OpenShift 4 Migration: A sample path

OpenShift 4 Migration: A sample path

The Problem

Moving stuff between Kubernetes clusters can be a pain in the butt. You have to do this when:

  • Migrating between container platforms, such as EKS -> AKS
  • Upgrading clusters when you want to upgrade in parallel (move everything from old to new) as opposed to upgrading in-place (update one cluster from old to new). This would be something like what we’ll talk about in a minute, going from OpenShift 3.x to OpenShift 4.x
  • Moving work/applications between clusters, e.g. two clusters in different datacenters

Migrating work between clusters requires some thought and planning, and good solid processes. Specifically, the migration from OpenShift 3.x to OpenShift 4.x requires a parallel upgrade, because there is no in-place upgrade available for all of the new goodies in RHEL CoreOS (the underlying infrastructure of the cluster). OpenShift 4.2 released recently, so we thought it would be good timing to put our migration thoughts down here. However, the advice below is generally good for any Kubernetes cluster parallel upgrade or other migration.

The Plan

1. Understand what’s new and fundamentally different for OpenShift 4.

This video, talking about the upstream OKD, is pretty good, and these slides cover a lot of important stuff. If you’re a Red Hat customer, contact your account team – they can talk you through the platform updates and discuss your situation in detail. Be sure to talk about what you’re currently using OpenShift for, and what you plan to use it for, and also any pain points you have with what you’re doing today.

The big OpenShift changes come in three big chunks: security (including the CoreOS changes), operations (specifically operators and finding ways to lessen the need for esoteric infrastructure knowledge), and enablement of developers.

2. Make the Plan!

Get your infrastructure/operations people, your architects, and your DevOps people in a room (ideally with a whiteboard or two), and talk through the plan. Talk about if you want help migrating, and if so, how much. OpenShift 4.2 comes with a migration tool that will do at least some of the work for you. The migration tool can automate your migration, project-by-project, which is pretty slick. Check out this video:

If you’re migrating between various versions of OpenShift, this tool will work nicely for you. Project-by-project is a fine place to start with an OpenShift migration, because projects typically represent logical buckets of applications or teams. If you prefer to write your own migration script, you can also do that via any scripting tool that has access to your clusters – Jenkins, Ansible, etc, all of these will work fine. Tools like Skopeo (for image migration) and Valero (for application component migration) can also be helpful.

3. The Migration Script in Concept

  1. First, verify all incoming networking traffic goes through a front-end load balancer or obeys DNS rules that you can control.
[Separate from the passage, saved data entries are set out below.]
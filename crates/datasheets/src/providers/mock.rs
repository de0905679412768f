use std::sync::{Arc, Mutex};

use anyhow::Result;
use async_trait::async_trait;

use crate::models::message::Message;
use crate::models::tool::Tool;
use crate::providers::base::{Provider, Usage};

/// A mock provider that returns pre-configured responses for testing
pub struct MockProvider {
    responses: Arc<Mutex<Vec<Message>>>,
}

impl MockProvider {
    /// Create a new mock provider with a sequence of responses
    pub fn new(responses: Vec<Message>) -> Self {
        Self {
            responses: Arc::new(Mutex::new(responses)),
        }
    }
}

#[async_trait]
impl Provider for MockProvider {
    async fn complete(
        &self,
        _system: &str,
        _messages: &[Message],
        _tools: &[Tool],
    ) -> Result<(Message, Usage)> {
        let mut responses = self.responses.lock().unwrap();
        if responses.is_empty() {
            // Return empty response if no more pre-configured responses
            Ok((Message::assistant().with_text(""), Usage::default()))
        } else {
            Ok((responses.remove(0), Usage::default()))
        }
    }
}
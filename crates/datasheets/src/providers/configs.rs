/// Connection settings for the OpenAI-compatible completion endpoint.
#[derive(Debug, Clone)]
pub struct OpenAiProviderConfig {
    pub host: String,
    pub api_key: String,
    pub model: String,
    pub temperature: Option<f32>,
    pub max_tokens: Option<i32>,
}
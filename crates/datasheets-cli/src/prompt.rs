use anyhow::Result;

use datasheets::models::role::Role;

use crate::toollog::ToolLog;
use crate::transcript::ToolInvocation;

pub mod cliclack;

pub trait Prompt {
    fn get_input(&mut self) -> Result<Input>;
    fn render_text(&mut self, role: Role, text: &str);
    fn render_tool_call(&mut self, invocation: &ToolInvocation);
    fn render_tool_result(&mut self, invocation: &ToolInvocation);
    fn confirm(&mut self, message: &str) -> Result<bool>;
    fn render_tool_log(&mut self, log: &ToolLog);
    fn render_notice(&mut self, text: &str);
    fn show_busy(&mut self);
    fn hide_busy(&mut self);
    fn close(&self);
}

pub struct Input {
    pub input_type: InputType,
    pub content: Option<String>, // Optional content as sometimes the user may be issuing a command eg. (Exit)
}

pub enum InputType {
    Message,     // User sent a message
    ToggleDebug, // Toggle the tool debug panel
    ClearLog,    // Clear the tool debug log
    Exit,        // User wants to exit the session
}

pub enum Theme {
    Light,
    Dark,
}
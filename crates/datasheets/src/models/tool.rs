use serde::{Deserialize, Serialize};
use serde_json::Value;

/// A tool that can be used by a model.
#[derive(Debug, Clone, Serialize, Deserialize, PartialEq)]
pub struct Tool {
    /// The name of the tool
    pub name: String,
    /// A description of what the tool does, consumed by the model to decide
    /// when to invoke it
    pub description: String,
    /// JSON schema for the parameters the tool accepts
    pub input_schema: Value,
}

impl Tool {
    pub fn new<N, D>(name: N, description: D, input_schema: Value) -> Self
    where
        N: Into<String>,
        D: Into<String>,
    {
        Tool {
            name: name.into(),
            description: description.into(),
            input_schema,
        }
    }
}

/// A request emitted by the model to execute a named tool
#[derive(Debug, Clone, Serialize, Deserialize, PartialEq)]
pub struct ToolCall {
    /// The name of the tool to execute
    pub name: String,
    /// The arguments for the execution
    pub arguments: Value,
}

impl ToolCall {
    pub fn new<S: Into<String>>(name: S, arguments: Value) -> Self {
        Self {
            name: name.into(),
            arguments,
        }
    }
}
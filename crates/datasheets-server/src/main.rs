mod configuration;
mod error;
mod routes;
mod state;

use configuration::Settings;
use state::AppState;
use tower_http::cors::{Any, CorsLayer};
use tracing::info;

#[tokio::main]
async fn main() -> anyhow::Result<()> {
    dotenv::dotenv().ok();

    // Initialize tracing for logging
    tracing_subscriber::fmt::init();

    let settings = Settings::new()?;
    let addr = settings.server.socket_addr();

    let state = AppState {
        provider_config: settings.provider.into_config(),
        retrieval_config: settings.retrieval.into_config(),
    };

    // Create router with CORS support
    let cors = CorsLayer::new()
        .allow_origin(Any)
        .allow_methods(Any)
        .allow_headers(Any);

    let app = routes::configure(state).layer(cors);

    let listener = tokio::net::TcpListener::bind(addr).await?;
    info!("listening on {}", listener.local_addr()?);
    axum::serve(listener, app).await?;
    Ok(())
}
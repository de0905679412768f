use thiserror::Error;

#[derive(Debug, Error)]
pub enum ConfigError {
    #[error("Missing required environment variable: {env_var}")]
    MissingEnvVar { env_var: String },

    #[error(transparent)]
    Other(#[from] config::ConfigError),
}

/// Maps a dotted settings path ("provider.api_key") to the environment
/// variable that supplies it (DATASHEETS_PROVIDER__API_KEY).
pub fn to_env_var(field: &str) -> String {
    format!("DATASHEETS_{}", field.replace('.', "__").to_uppercase())
}

#[cfg(test)]
mod tests {
    use super::*;

    #[test]
    fn test_to_env_var() {
        assert_eq!(to_env_var("provider.api_key"), "DATASHEETS_PROVIDER__API_KEY");
        assert_eq!(to_env_var("api_key"), "DATASHEETS_API_KEY");
        assert_eq!(to_env_var("provider"), "DATASHEETS_PROVIDER");
    }
}
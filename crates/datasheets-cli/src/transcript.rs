use anyhow::{anyhow, bail, Result};
use serde_json::{json, Value};

use datasheets::models::role::Role;
use datasheets::tools::ASK_FOR_CONFIRMATION;

use crate::stream::StreamEvent;

/// Lifecycle of a tool invocation as the stream reveals it. Transitions only
/// move forward; a frame that would move an invocation backwards is an error.
#[derive(Debug, Clone, Copy, PartialEq, Eq, PartialOrd, Ord)]
pub enum InvocationState {
    PartialCall,
    Call,
    Result,
}

impl InvocationState {
    pub fn as_str(&self) -> &'static str {
        match self {
            InvocationState::PartialCall => "partial-call",
            InvocationState::Call => "call",
            InvocationState::Result => "result",
        }
    }
}

#[derive(Debug, Clone)]
pub struct ToolInvocation {
    pub id: String,
    pub name: String,
    pub state: InvocationState,
    pub args: Value,
    /// Raw argument text accumulated while the call is still streaming
    pub args_text: String,
    pub result: Option<Value>,
}

#[derive(Debug, Clone)]
pub enum Part {
    Text(String),
    ToolInvocation(ToolInvocation),
}

#[derive(Debug, Clone)]
pub struct ChatMessage {
    pub role: Role,
    pub parts: Vec<Part>,
}

/// The client-held conversation. There is no server-side session: the full
/// transcript round-trips with every submission.
#[derive(Default)]
pub struct Transcript {
    messages: Vec<ChatMessage>,
}

impl Transcript {
    pub fn new() -> Self {
        Self::default()
    }

    pub fn messages(&self) -> &[ChatMessage] {
        &self.messages
    }

    pub fn push_user<S: Into<String>>(&mut self, text: S) {
        self.messages.push(ChatMessage {
            role: Role::User,
            parts: vec![Part::Text(text.into())],
        });
    }

    /// Opens the assistant message the next stream will fill in.
    pub fn begin_reply(&mut self) {
        self.messages.push(ChatMessage {
            role: Role::Assistant,
            parts: Vec::new(),
        });
    }

    /// Drops a reply message that never received any content.
    pub fn abort_reply(&mut self) {
        if let Some(last) = self.messages.last() {
            if last.role == Role::Assistant && last.parts.is_empty() {
                self.messages.pop();
            }
        }
    }

    /// Folds one stream event into the transcript.
    pub fn apply(&mut self, event: StreamEvent) -> Result<()> {
        match event {
            StreamEvent::Text(delta) => {
                let message = self.current_reply()?;
                if let Some(Part::Text(text)) = message.parts.last_mut() {
                    text.push_str(&delta);
                } else {
                    message.parts.push(Part::Text(delta));
                }
            }
            StreamEvent::ToolCallStart { id, name } => {
                let message = self.current_reply()?;
                message.parts.push(Part::ToolInvocation(ToolInvocation {
                    id,
                    name,
                    state: InvocationState::PartialCall,
                    args: Value::Null,
                    args_text: String::new(),
                    result: None,
                }));
            }
            StreamEvent::ToolCallDelta { id, delta } => {
                let invocation = self
                    .find_invocation_mut(&id)
                    .ok_or_else(|| anyhow!("arguments for unknown tool call '{}'", id))?;
                if invocation.state != InvocationState::PartialCall {
                    bail!(
                        "arguments for tool call '{}' arrived in state '{}'",
                        id,
                        invocation.state.as_str()
                    );
                }
                invocation.args_text.push_str(&delta);
            }
            StreamEvent::ToolCall { id, name, args } => {
                if let Some(invocation) = self.find_invocation_mut(&id) {
                    if invocation.state != InvocationState::PartialCall {
                        bail!(
                            "tool call '{}' cannot move from '{}' back to 'call'",
                            id,
                            invocation.state.as_str()
                        );
                    }
                    invocation.state = InvocationState::Call;
                    invocation.name = name;
                    invocation.args = args;
                } else {
                    let message = self.current_reply()?;
                    message.parts.push(Part::ToolInvocation(ToolInvocation {
                        id,
                        name,
                        state: InvocationState::Call,
                        args,
                        args_text: String::new(),
                        result: None,
                    }));
                }
            }
            StreamEvent::ToolResult { id, result } => {
                let invocation = self
                    .find_invocation_mut(&id)
                    .ok_or_else(|| anyhow!("result for unknown tool call '{}'", id))?;
                if invocation.state != InvocationState::Call {
                    bail!(
                        "result for tool call '{}' arrived in state '{}'",
                        id,
                        invocation.state.as_str()
                    );
                }
                if invocation.name == ASK_FOR_CONFIRMATION {
                    // Only this client can answer a confirmation
                    bail!("stream-supplied confirmation result refused");
                }
                invocation.state = InvocationState::Result;
                invocation.result = Some(result);
            }
            StreamEvent::Error(_) | StreamEvent::Finish { .. } => {}
        }
        Ok(())
    }

    pub fn invocation(&self, id: &str) -> Option<&ToolInvocation> {
        self.messages
            .iter()
            .rev()
            .flat_map(|message| message.parts.iter())
            .find_map(|part| match part {
                Part::ToolInvocation(invocation) if invocation.id == id => Some(invocation),
                _ => None,
            })
    }

    /// The confirmation the model is currently waiting on, if any.
    pub fn pending_confirmation(&self) -> Option<&ToolInvocation> {
        self.messages
            .iter()
            .rev()
            .flat_map(|message| message.parts.iter())
            .find_map(|part| match part {
                Part::ToolInvocation(invocation)
                    if invocation.name == ASK_FOR_CONFIRMATION
                        && invocation.state == InvocationState::Call =>
                {
                    Some(invocation)
                }
                _ => None,
            })
    }

    /// Supplies the human's answer for a pending confirmation. This is the
    /// only way an invocation of the confirmation tool reaches `result`.
    pub fn supply_result(&mut self, id: &str, result: Value) -> Result<()> {
        let invocation = self
            .find_invocation_mut(id)
            .ok_or_else(|| anyhow!("unknown tool call '{}'", id))?;
        if invocation.name != ASK_FOR_CONFIRMATION {
            bail!("only confirmation results can be supplied by the client");
        }
        if invocation.state != InvocationState::Call {
            bail!("confirmation '{}' is not awaiting an answer", id);
        }
        invocation.state = InvocationState::Result;
        invocation.result = Some(result);
        Ok(())
    }

    /// Serializes the conversation into the request body the server expects.
    pub fn to_request(&self) -> Value {
        let messages: Vec<Value> = self
            .messages
            .iter()
            .map(|message| {
                let role = match message.role {
                    Role::User => "user",
                    Role::Assistant => "assistant",
                };

                let mut text_parts: Vec<&str> = Vec::new();
                let mut invocations: Vec<Value> = Vec::new();
                for part in &message.parts {
                    match part {
                        Part::Text(text) => text_parts.push(text),
                        Part::ToolInvocation(invocation) => {
                            let mut entry = json!({
                                "state": invocation.state.as_str(),
                                "toolCallId": invocation.id,
                                "toolName": invocation.name,
                                "args": invocation.args,
                            });
                            if let Some(result) = &invocation.result {
                                entry
                                    .as_object_mut()
                                    .unwrap()
                                    .insert("result".to_string(), result.clone());
                            }
                            invocations.push(entry);
                        }
                    }
                }

                let mut value = json!({
                    "role": role,
                    "content": text_parts.join("\n"),
                });
                if !invocations.is_empty() {
                    value
                        .as_object_mut()
                        .unwrap()
                        .insert("toolInvocations".to_string(), json!(invocations));
                }
                value
            })
            .collect();

        json!({ "messages": messages })
    }

    fn current_reply(&mut self) -> Result<&mut ChatMessage> {
        match self.messages.last_mut() {
            Some(message) if message.role == Role::Assistant => Ok(message),
            _ => Err(anyhow!("no reply in progress")),
        }
    }

    fn find_invocation_mut(&mut self, id: &str) -> Option<&mut ToolInvocation> {
        self.messages
            .iter_mut()
            .rev()
            .flat_map(|message| message.parts.iter_mut())
            .find_map(|part| match part {
                Part::ToolInvocation(invocation) if invocation.id == id => Some(invocation),
                _ => None,
            })
    }
}
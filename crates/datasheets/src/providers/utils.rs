use anyhow::{anyhow, Result};
use regex::Regex;
use serde_json::{json, Value};

use crate::errors::AgentError;
use crate::models::message::{Message, MessageContent};
use crate::models::role::Role;
use crate::models::tool::{Tool, ToolCall};

/// Convert internal Message format to OpenAI's API message specification
pub fn messages_to_openai_spec(messages: &[Message]) -> Vec<Value> {
    let mut messages_spec = Vec::new();

    for message in messages {
        let mut converted = json!({
            "role": message.role
        });

        let mut output = Vec::new();

        for content in &message.content {
            match content {
                MessageContent::Text(text) => {
                    if !text.text.is_empty() {
                        converted["content"] = json!(text.text);
                    }
                }
                MessageContent::ToolRequest(request) => match &request.tool_call {
                    Ok(tool_call) => {
                        let sanitized_name = sanitize_function_name(&tool_call.name);
                        let tool_calls = converted
                            .as_object_mut()
                            .unwrap()
                            .entry("tool_calls")
                            .or_insert(json!([]));

                        tool_calls.as_array_mut().unwrap().push(json!({
                            "id": request.id,
                            "type": "function",
                            "function": {
                                "name": sanitized_name,
                                "arguments": tool_call.arguments.to_string(),
                            }
                        }));
                    }
                    Err(e) => {
                        output.push(json!({
                            "role": "tool",
                            "content": format!("Error: {}", e),
                            "tool_call_id": request.id
                        }));
                    }
                },
                MessageContent::ToolResponse(response) => match &response.tool_result {
                    Ok(result) => {
                        output.push(json!({
                            "role": "tool",
                            "content": result.to_string(),
                            "tool_call_id": response.id
                        }));
                    }
                    Err(e) => {
                        // A tool result error is shown as output so the model
                        // can interpret the error message
                        output.push(json!({
                            "role": "tool",
                            "content": format!("The tool call returned the following error:\n{}", e),
                            "tool_call_id": response.id
                        }));
                    }
                },
            }
        }

        if converted.get("content").is_some() || converted.get("tool_calls").is_some() {
            output.insert(0, converted);
        }
        messages_spec.extend(output);
    }

    messages_spec
}

/// Convert internal Tool format to OpenAI's API tool specification
pub fn tools_to_openai_spec(tools: &[Tool]) -> Result<Vec<Value>> {
    let mut tool_names = std::collections::HashSet::new();
    let mut result = Vec::new();

    for tool in tools {
        if !tool_names.insert(&tool.name) {
            return Err(anyhow!("Duplicate tool name: {}", tool.name));
        }

        result.push(json!({
            "type": "function",
            "function": {
                "name": tool.name,
                "description": tool.description,
                "parameters": tool.input_schema,
            }
        }));
    }

    Ok(result)
}

/// Convert OpenAI's API response to internal Message format
pub fn openai_response_to_message(response: Value) -> Result<Message> {
    let original = response["choices"][0]["message"].clone();
    let mut content = Vec::new();

    if let Some(text) = original.get("content") {
        if let Some(text_str) = text.as_str() {
            content.push(MessageContent::text(text_str));
        }
    }

    if let Some(tool_calls) = original.get("tool_calls") {
        if let Some(tool_calls_array) = tool_calls.as_array() {
            for tool_call in tool_calls_array {
                let id = tool_call["id"].as_str().unwrap_or_default().to_string();
                let function_name = tool_call["function"]["name"]
                    .as_str()
                    .unwrap_or_default()
                    .to_string();
                let arguments = tool_call["function"]["arguments"]
                    .as_str()
                    .unwrap_or_default()
                    .to_string();

                if !is_valid_function_name(&function_name) {
                    let error = AgentError::ToolNotFound(format!(
                        "The provided function name '{}' had invalid characters, it must match this regex [a-zA-Z0-9_-]+",
                        function_name
                    ));
                    content.push(MessageContent::tool_request(id, Err(error)));
                } else {
                    match serde_json::from_str::<Value>(&arguments) {
                        Ok(params) => {
                            content.push(MessageContent::tool_request(
                                id,
                                Ok(ToolCall::new(&function_name, params)),
                            ));
                        }
                        Err(e) => {
                            let error = AgentError::InvalidParameters(format!(
                                "Could not interpret tool use parameters for id {}: {}",
                                id, e
                            ));
                            content.push(MessageContent::tool_request(id, Err(error)));
                        }
                    }
                }
            }
        }
    }

    Ok(Message {
        role: Role::Assistant,
        created: chrono::Utc::now().timestamp(),
        content,
    })
}

fn sanitize_function_name(name: &str) -> String {
    let re = Regex::new(r"[^a-zA-Z0-9_-]").unwrap();
    re.replace_all(name, "_").to_string()
}

fn is_valid_function_name(name: &str) -> bool {
    let re = Regex::new(r"^[a-zA-Z0-9_-]+$").unwrap();
    re.is_match(name)
}

#[cfg(test)]
mod tests {
    use super::*;
    use serde_json::json;

    const OPENAI_TOOL_USE_RESPONSE: &str = r#"{
        "choices": [{
            "role": "assistant",
            "message": {
                "tool_calls": [{
                    "id": "1",
                    "function": {
                        "name": "searchAllDocuments",
                        "arguments": "{\"query\": \"op amps\"}"
                    }
                }]
            }
        }],
        "usage": {
            "input_tokens": 10,
            "output_tokens": 25,
            "total_tokens": 35
        }
    }"#;

    #[test]
    fn test_messages_to_openai_spec() -> Result<()> {
        let message = Message::user().with_text("Hello");
        let spec = messages_to_openai_spec(&[message]);

        assert_eq!(spec.len(), 1);
        assert_eq!(spec[0]["role"], "user");
        assert_eq!(spec[0]["content"], "Hello");
        Ok(())
    }

    #[test]
    fn test_messages_to_openai_spec_complex() -> Result<()> {
        let mut messages = vec![
            Message::assistant().with_text("Hello!"),
            Message::user().with_text("What op amps do you have?"),
            Message::assistant().with_tool_request(
                "tool1",
                Ok(ToolCall::new(
                    "searchAllDocuments",
                    json!({"query": "op amps"}),
                )),
            ),
        ];

        messages.push(
            Message::user().with_tool_response("tool1", Ok(json!({"documents": []}))),
        );

        let spec = messages_to_openai_spec(&messages);

        assert_eq!(spec.len(), 4);
        assert_eq!(spec[0]["role"], "assistant");
        assert_eq!(spec[0]["content"], "Hello!");
        assert_eq!(spec[1]["role"], "user");
        assert_eq!(spec[2]["role"], "assistant");
        assert!(spec[2]["tool_calls"].is_array());
        assert_eq!(spec[3]["role"], "tool");
        assert_eq!(spec[3]["content"], "{\"documents\":[]}");
        assert_eq!(spec[3]["tool_call_id"], spec[2]["tool_calls"][0]["id"]);

        Ok(())
    }

    #[test]
    fn test_messages_to_openai_spec_error_response() -> Result<()> {
        let messages = vec![Message::user().with_tool_response(
            "tool1",
            Err(AgentError::ToolNotFound("searchByColor".to_string())),
        )];

        let spec = messages_to_openai_spec(&messages);

        assert_eq!(spec.len(), 1);
        assert_eq!(spec[0]["role"], "tool");
        assert!(spec[0]["content"]
            .as_str()
            .unwrap()
            .contains("Tool not found"));
        Ok(())
    }

    #[test]
    fn test_tools_to_openai_spec() -> Result<()> {
        let tool = Tool::new(
            "searchAllDocuments",
            "Search across all technical documents",
            json!({
                "type": "object",
                "properties": {
                    "query": {
                        "type": "string",
                        "description": "What you want to search for"
                    }
                },
                "required": ["query"]
            }),
        );

        let spec = tools_to_openai_spec(&[tool])?;

        assert_eq!(spec.len(), 1);
        assert_eq!(spec[0]["type"], "function");
        assert_eq!(spec[0]["function"]["name"], "searchAllDocuments");
        Ok(())
    }

    #[test]
    fn test_tools_to_openai_spec_duplicate() -> Result<()> {
        let tool = Tool::new("searchAllDocuments", "Search", json!({"type": "object"}));
        let result = tools_to_openai_spec(&[tool.clone(), tool]);

        assert!(result.is_err());
        assert!(result
            .unwrap_err()
            .to_string()
            .contains("Duplicate tool name"));
        Ok(())
    }

    #[test]
    fn test_sanitize_function_name() {
        assert_eq!(sanitize_function_name("hello-world"), "hello-world");
        assert_eq!(sanitize_function_name("hello world"), "hello_world");
        assert_eq!(sanitize_function_name("hello@world"), "hello_world");
    }

    #[test]
    fn test_is_valid_function_name() {
        assert!(is_valid_function_name("searchAllDocuments"));
        assert!(is_valid_function_name("hello_world"));
        assert!(!is_valid_function_name("hello world"));
        assert!(!is_valid_function_name("hello@world"));
    }

    #[test]
    fn test_openai_response_to_message_text() -> Result<()> {
        let response = json!({
            "choices": [{
                "role": "assistant",
                "message": {
                    "content": "I found three op amps."
                }
            }],
            "usage": {
                "input_tokens": 10,
                "output_tokens": 25,
                "total_tokens": 35
            }
        });

        let message = openai_response_to_message(response)?;
        assert_eq!(message.content.len(), 1);
        assert_eq!(message.content[0].as_text(), Some("I found three op amps."));
        assert!(matches!(message.role, Role::Assistant));

        Ok(())
    }

    #[test]
    fn test_openai_response_to_message_valid_toolrequest() -> Result<()> {
        let response: Value = serde_json::from_str(OPENAI_TOOL_USE_RESPONSE)?;
        let message = openai_response_to_message(response)?;

        assert_eq!(message.content.len(), 1);
        let request = message.content[0].as_tool_request().unwrap();
        let tool_call = request.tool_call.as_ref().unwrap();
        assert_eq!(tool_call.name, "searchAllDocuments");
        assert_eq!(tool_call.arguments, json!({"query": "op amps"}));

        Ok(())
    }

    #[test]
    fn test_openai_response_to_message_invalid_func_name() -> Result<()> {
        let mut response: Value = serde_json::from_str(OPENAI_TOOL_USE_RESPONSE)?;
        response["choices"][0]["message"]["tool_calls"][0]["function"]["name"] =
            json!("invalid fn");

        let message = openai_response_to_message(response)?;

        let request = message.content[0].as_tool_request().unwrap();
        match &request.tool_call {
            Err(AgentError::ToolNotFound(msg)) => {
                assert!(msg.starts_with("The provided function name"));
            }
            _ => panic!("Expected ToolNotFound error"),
        }

        Ok(())
    }

    #[test]
    fn test_openai_response_to_message_json_decode_error() -> Result<()> {
        let mut response: Value = serde_json::from_str(OPENAI_TOOL_USE_RESPONSE)?;
        response["choices"][0]["message"]["tool_calls"][0]["function"]["arguments"] =
            json!("invalid json {");

        let message = openai_response_to_message(response)?;

        let request = message.content[0].as_tool_request().unwrap();
        match &request.tool_call {
            Err(AgentError::InvalidParameters(msg)) => {
                assert!(msg.starts_with("Could not interpret tool use parameters"));
            }
            _ => panic!("Expected InvalidParameters error"),
        }

        Ok(())
    }
}
use datasheets::config::RetrievalConfig;
use datasheets::providers::configs::OpenAiProviderConfig;

/// Shared application state: immutable configuration resolved once at
/// startup and injected into every request handler.
#[derive(Clone)]
pub struct AppState {
    pub provider_config: OpenAiProviderConfig,
    pub retrieval_config: RetrievalConfig,
}
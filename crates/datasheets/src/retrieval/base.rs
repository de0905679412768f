use anyhow::Result;
use async_trait::async_trait;
use serde::{Deserialize, Serialize};
use serde_json::Value;

/// Result cap used when a caller does not ask for a specific count.
pub const DEFAULT_NUM_RESULTS: u32 = 5;

/// One metadata constraint: a document matches when the value at `key`
/// (dot-addressed into nested metadata) equals any of `values`. Clauses
/// combine with AND; an absent key is simply a non-match, not an error.
#[derive(Debug, Clone, PartialEq, Serialize, Deserialize)]
pub struct MetadataFilter {
    pub key: String,
    pub values: Vec<String>,
}

impl MetadataFilter {
    pub fn new<K: Into<String>>(key: K, values: Vec<String>) -> Self {
        Self {
            key: key.into(),
            values,
        }
    }
}

#[derive(Debug, Clone, PartialEq)]
pub struct RetrieveOptions {
    pub num_results: u32,
    pub metadata_filters: Vec<MetadataFilter>,
}

impl Default for RetrieveOptions {
    fn default() -> Self {
        Self {
            num_results: DEFAULT_NUM_RESULTS,
            metadata_filters: Vec::new(),
        }
    }
}

/// A single normalized document returned by the retrieval pipeline.
#[derive(Debug, Clone, PartialEq, Serialize, Deserialize)]
pub struct Document {
    pub id: String,
    pub score: f64,
    pub text: String,
    #[serde(default)]
    pub metadata: Value,
    #[serde(skip_serializing_if = "Option::is_none")]
    pub chunk_id: Option<Value>,
    #[serde(skip_serializing_if = "Option::is_none")]
    pub filename: Option<String>,
    #[serde(skip_serializing_if = "Option::is_none")]
    pub total_chunks: Option<Value>,
    #[serde(skip_serializing_if = "Option::is_none")]
    pub document_metadata: Option<Value>,
}

/// Documents come back score-ranked; backend order is preserved.
#[derive(Debug, Clone, Default, PartialEq, Serialize, Deserialize)]
pub struct SearchResults {
    pub documents: Vec<Document>,
}

/// Seam to the hosted document-retrieval pipeline.
#[async_trait]
pub trait Retriever: Send + Sync {
    /// Run one retrieval query. Succeeds with normalized results or fails
    /// with a description; translating failures into something the model can
    /// read is the caller's job.
    async fn retrieve(&self, question: &str, options: RetrieveOptions) -> Result<SearchResults>;
}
  2. Spin up the new OpenShift cluster – don’t route live traffic to it yet

  3. Install the components on the new cluster necessary to support the migration’s automation – the migration tool if doing OpenShift -> OpenShift, or the things necessary for Jenkins/Ansible/Skopeo/etc to work. 
  4. Migrate a tester project or two, with all included components, between clusters using your automation of choice. Make sure the tester project is functional and that the applications within it start and run. Pick stateless apps and be careful where they’re writing their data to.
  5. Once you’ve verified the cluster is up and the migration automation works, work through a few more projects to test the automation out. Don’t change routing over to the new cluster just yet, this is to test out your process and make sure it will be smooth at go time. 
  6. Now that your confidence in your process is more solid, pick a date to change the cluster routing – to officially point to the new cluster instead of the old one. 
  7. On the cluster routing change date: block deploys to the old cluster
  8. Run your full migration automation again, to pick up any changes since the last time.
    1. For stateless apps: just migrate them! One of the beauties of stateless apps. 
    2. For stateful apps (there will be a longer outage for these, sadly, if you don’t want the database/other “state” to get very confused):
      1. Shut down access to the old cluster’s stateful apps
      2. run the migration
      3. Start those apps on the new cluster
  9. Do final testing of apps on your new cluster (ideally, this would be covered with health checks so it isn’t by-hand testing).
  10. Officially switch the routing so that work goes to the new cluster.

  11. Verify that the new routing is working well.
  12. Done! High five each other, and enjoy your new features and fun new Kubernetes toys!

Conclusion

We intend this as a high-level instruction regarding Kubernetes cluster migration. Migration can be stressful and painful, or it can be relatively smooth – and usually it’s planning, and having time to practice and automate that makes all the difference. Red Hat tries to make this as easy as possible, and we’ve been pushing Kubernetes upgrades since 1.0, but it helps to talk to people who have done it before and have seen the common pitfalls.